Records provided:
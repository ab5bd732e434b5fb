use super::Container;
use crate::error::Result;
use std::fmt::Debug;
use std::path::Path;

/// Control interface of the container engine.
pub trait ContainerRuntime: Send + Sync + Debug {
    /// Fails with `RuntimeUnavailable` when the engine cannot be reached
    fn check_available(&self) -> Result<()>;

    /// Get the current state of a container; missing containers are `Absent`
    fn get_container(&self, name: &str) -> Result<Container>;

    /// Every container the engine knows about, running or not
    fn list_containers(&self) -> Result<Vec<Container>>;

    /// Bring up every service declared in a compose manifest
    fn compose_up(&self, manifest: &Path) -> Result<()>;

    fn start_container(&self, name: &str) -> Result<()>;

    fn stop_container(&self, name: &str) -> Result<()>;

    fn restart_container(&self, name: &str) -> Result<()>;

    /// Force-remove a container. Named volumes survive.
    fn remove_container(&self, name: &str) -> Result<()>;

    /// Last `lines` lines of a container's combined output
    fn container_logs(&self, name: &str, lines: usize) -> Result<String>;
}

/// Issues self-signed TLS keypairs.
pub trait CertificateIssuer: Send + Sync + Debug {
    fn is_available(&self) -> bool;

    fn issue(&self, request: &CertificateRequest<'_>) -> Result<()>;
}

#[derive(Debug, Clone)]
pub struct CertificateRequest<'a> {
    pub service: &'a str,
    pub key_path: &'a Path,
    pub cert_path: &'a Path,
    pub common_name: &'a str,
    pub days: u32,
    pub key_bits: u32,
}
use crate::error::{Error, Result};
use rand::Rng;
use serde::Deserialize;
use std::collections::BTreeMap;

const ALPHANUMERIC: &[u8] = b"ABCDEFGHIJKLMNOPQRSTUVWXYZabcdefghijklmnopqrstuvwxyz0123456789";
// Safe inside YAML double-quoted scalars and unquoted shell words.
const EXTENDED: &[u8] =
    b"ABCDEFGHIJKLMNOPQRSTUVWXYZabcdefghijklmnopqrstuvwxyz0123456789-_.+!@%";

#[derive(Debug, Clone, Copy, Default, PartialEq, Eq, Deserialize)]
#[serde(rename_all = "lowercase")]
pub enum Alphabet {
    #[default]
    Alphanumeric,
    Extended,
}

impl Alphabet {
    pub fn chars(&self) -> &'static [u8] {
        match self {
            Self::Alphanumeric => ALPHANUMERIC,
            Self::Extended => EXTENDED,
        }
    }
}

/// How long a generated secret should be.
#[derive(Debug, Clone, Copy, PartialEq, Eq)]
pub enum Sensitivity {
    /// Passwords a human types into a web UI.
    Standard,
    /// Database credentials and keys nobody types.
    High,
}

/// A secret a catalog entry needs before its manifest can be rendered.
#[derive(Debug, Clone, Copy, PartialEq, Eq)]
pub struct SecretSpec {
    pub name: &'static str,
    pub sensitivity: Sensitivity,
}

impl SecretSpec {
    pub const fn standard(name: &'static str) -> Self {
        Self {
            name,
            sensitivity: Sensitivity::Standard,
        }
    }

    pub const fn high(name: &'static str) -> Self {
        Self {
            name,
            sensitivity: Sensitivity::High,
        }
    }
}

/// Length and alphabet used for every generated secret.
#[derive(Debug, Clone, Copy, PartialEq, Eq)]
pub struct SecretPolicy {
    pub standard_length: usize,
    pub high_length: usize,
    pub alphabet: Alphabet,
}

impl Default for SecretPolicy {
    fn default() -> Self {
        Self {
            standard_length: 12,
            high_length: 24,
            alphabet: Alphabet::Alphanumeric,
        }
    }
}

impl SecretPolicy {
    pub fn length_for(&self, sensitivity: Sensitivity) -> usize {
        match sensitivity {
            Sensitivity::Standard => self.standard_length,
            Sensitivity::High => self.high_length,
        }
    }

    /// Generates a value for `spec`, uniformly random over the alphabet.
    pub fn generate(&self, service: &str, spec: &SecretSpec) -> Result<GeneratedSecret> {
        let length = self.length_for(spec.sensitivity);
        let value = random_string(length, self.alphabet.chars())
            .map_err(|reason| Error::generation(service, spec.name, reason))?;

        Ok(GeneratedSecret {
            name: spec.name.to_string(),
            value,
        })
    }
}

#[derive(Debug, Clone, PartialEq, Eq)]
pub struct GeneratedSecret {
    pub name: String,
    pub value: String,
}

/// Secrets for one service, keyed by name.
#[derive(Debug, Clone, Default, PartialEq, Eq)]
pub struct SecretSet {
    values: BTreeMap<String, String>,
}

impl SecretSet {
    pub fn insert(&mut self, secret: GeneratedSecret) {
        self.values.insert(secret.name, secret.value);
    }

    pub fn get(&self, name: &str) -> Option<&str> {
        self.values.get(name).map(String::as_str)
    }

    pub fn contains(&self, name: &str) -> bool {
        self.values.contains_key(name)
    }

    pub fn is_empty(&self) -> bool {
        self.values.is_empty()
    }

    pub fn iter(&self) -> impl Iterator<Item = (&str, &str)> {
        self.values.iter().map(|(k, v)| (k.as_str(), v.as_str()))
    }

    /// Value for a secret the catalog declared. Rendering only happens after
    /// every declared secret is present, so a miss is a generation failure.
    pub fn require(&self, service: &str, name: &str) -> Result<&str> {
        self.get(name)
            .ok_or_else(|| Error::generation(service, name, "secret missing at render time"))
    }
}

impl FromIterator<GeneratedSecret> for SecretSet {
    fn from_iter<T: IntoIterator<Item = GeneratedSecret>>(iter: T) -> Self {
        let mut set = Self::default();
        for secret in iter {
            set.insert(secret);
        }
        set
    }
}

fn random_string(length: usize, alphabet: &[u8]) -> std::result::Result<String, &'static str> {
    if length == 0 {
        return Err("secret length must be greater than zero");
    }
    if alphabet.is_empty() {
        return Err("empty alphabet");
    }

    let mut rng = rand::rng();
    Ok((0..length)
        .map(|_| alphabet[rng.random_range(0..alphabet.len())] as char)
        .collect())
}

Assignment: Each line of the records above that includes the string "missing" should be counted. Report the total alone.

Your response: 2